TASK OBJECTIVE: Using the records below, give the number of lines where the string "endpoint" shows up. Add nothing to it.

Stored records:

···

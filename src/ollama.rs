use std::time::Duration;

use reqwest::Client;
use serde::{Deserialize, Serialize};
use tracing::debug;

use crate::error::{DublineError, Result};

#[derive(Debug, Clone, Serialize)]
pub struct GenerateRequest {
    pub model: String,
    pub prompt: String,
    pub stream: bool,
    #[serde(skip_serializing_if = "Option::is_none")]
    pub format: Option<String>,
}

#[derive(Debug, Clone, Deserialize)]
pub struct GenerateResponse {
    pub response: String,
    #[serde(default)]
    pub done: bool,
}

/// Failure talking to ollama, before it is attributed to a pipeline stage.
#[derive(Debug)]
pub struct OllamaFailure {
    pub message: String,
    pub transient: bool,
}

/// Minimal client for ollama's `/api/generate`
#[derive(Clone)]
pub struct OllamaClient {
    client: Client,
    endpoint: String,
    model: String,
}

impl OllamaClient {
    pub fn new(endpoint: &str, model: &str, timeout: Duration) -> Result<Self> {
        let client = Client::builder().timeout(timeout).build()?;
        Ok(Self {
            client,
            endpoint: endpoint.trim_end_matches('/').to_string(),
            model: model.to_string(),
        })
    }

    pub fn model(&self) -> &str {
        &self.model
    }

    pub async fn generate(&self, prompt: String, json: bool) -> std::result::Result<String, OllamaFailure> {
        let request = GenerateRequest {
            model: self.model.clone(),
            prompt,
            stream: false,
            format: json.then(|| "json".to_string()),
        };

        let url = format!("{}/api/generate", self.endpoint);
        debug!("Sending generate request to: {}", url);

        let response = self
            .client
            .post(&url)
            .json(&request)
            .send()
            .await
            .map_err(|e| OllamaFailure {
                message: format!("HTTP request failed: {}", e),
                transient: e.is_timeout() || e.is_connect(),
            })?;

        let status = response.status();
        if !status.is_success() {
            let error_text = response.text().await.unwrap_or_default();
            return Err(OllamaFailure {
                message: format!("Ollama API error {}: {}", status, error_text),
                transient: status.is_server_error() || status.as_u16() == 429,
            });
        }

        let body: GenerateResponse = response.json().await.map_err(|e| OllamaFailure {
            message: format!("Failed to parse response: {}", e),
            transient: false,
        })?;

        let raw = body.response.trim().to_string();
        debug!("Raw ollama response: {}", raw);
        if raw.is_empty() {
            return Err(OllamaFailure {
                message: "Empty response received".to_string(),
                transient: true,
            });
        }
        Ok(raw)
    }

    /// Confirm the server answers and has the configured model pulled.
    pub async fn check_availability(&self) -> Result<()> {
        #[derive(Deserialize)]
        struct Tags {
            models: Vec<Model>,
        }
        #[derive(Deserialize)]
        struct Model {
            name: String,
        }

        let url = format!("{}/api/tags", self.endpoint);
        let tags: Tags = self.client.get(&url).send().await?.error_for_status()?.json().await?;
        if tags.models.iter().any(|m| m.name == self.model) {
            Ok(())
        } else {
            Err(DublineError::Config(format!(
                "ollama model '{}' is not available at {}",
                self.model, self.endpoint
            )))
        }
    }
}

/// Pulls `{"text": ...}` out of a JSON-mode answer, falling back to the raw text.
pub fn extract_text_field(raw: &str) -> String {
    #[derive(Deserialize)]
    struct TextField {
        text: String,
    }

    match serde_json::from_str::<TextField>(raw) {
        Ok(parsed) => parsed.text.trim().to_string(),
        Err(_) => clean_response(raw),
    }
}

/// Strip wrapping quotes and common "Translation:" style prefixes.
pub fn clean_response(raw: &str) -> String {
    let mut text = raw.trim();
    for prefix in ["Translation:", "Summary:", "Here is the translation:", "Here is the summary:"] {
        if let Some(rest) = text.strip_prefix(prefix) {
            text = rest.trim();
        }
    }
    text.trim_matches('"').trim().to_string()
}

#[cfg(test)]
mod tests {
    use super::*;

    #[test]
    fn test_extract_text_field_prefers_json() {
        assert_eq!(extract_text_field(r#"{"text": " नमस्ते "}"#), "नमस्ते");
        assert_eq!(extract_text_field("\"Translation: bonjour\""), "Translation: bonjour");
        assert_eq!(extract_text_field("Translation: bonjour"), "bonjour");
    }

    #[test]
    fn test_generate_request_omits_format_when_plain() {
        let request = GenerateRequest {
            model: "llama3.2:3b".to_string(),
            prompt: "hi".to_string(),
            stream: false,
            format: None,
        };
        let json = serde_json::to_value(&request).unwrap();
        assert!(json.get("format").is_none());
        assert_eq!(json["stream"], false);
    }
}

···

ANSWER: 6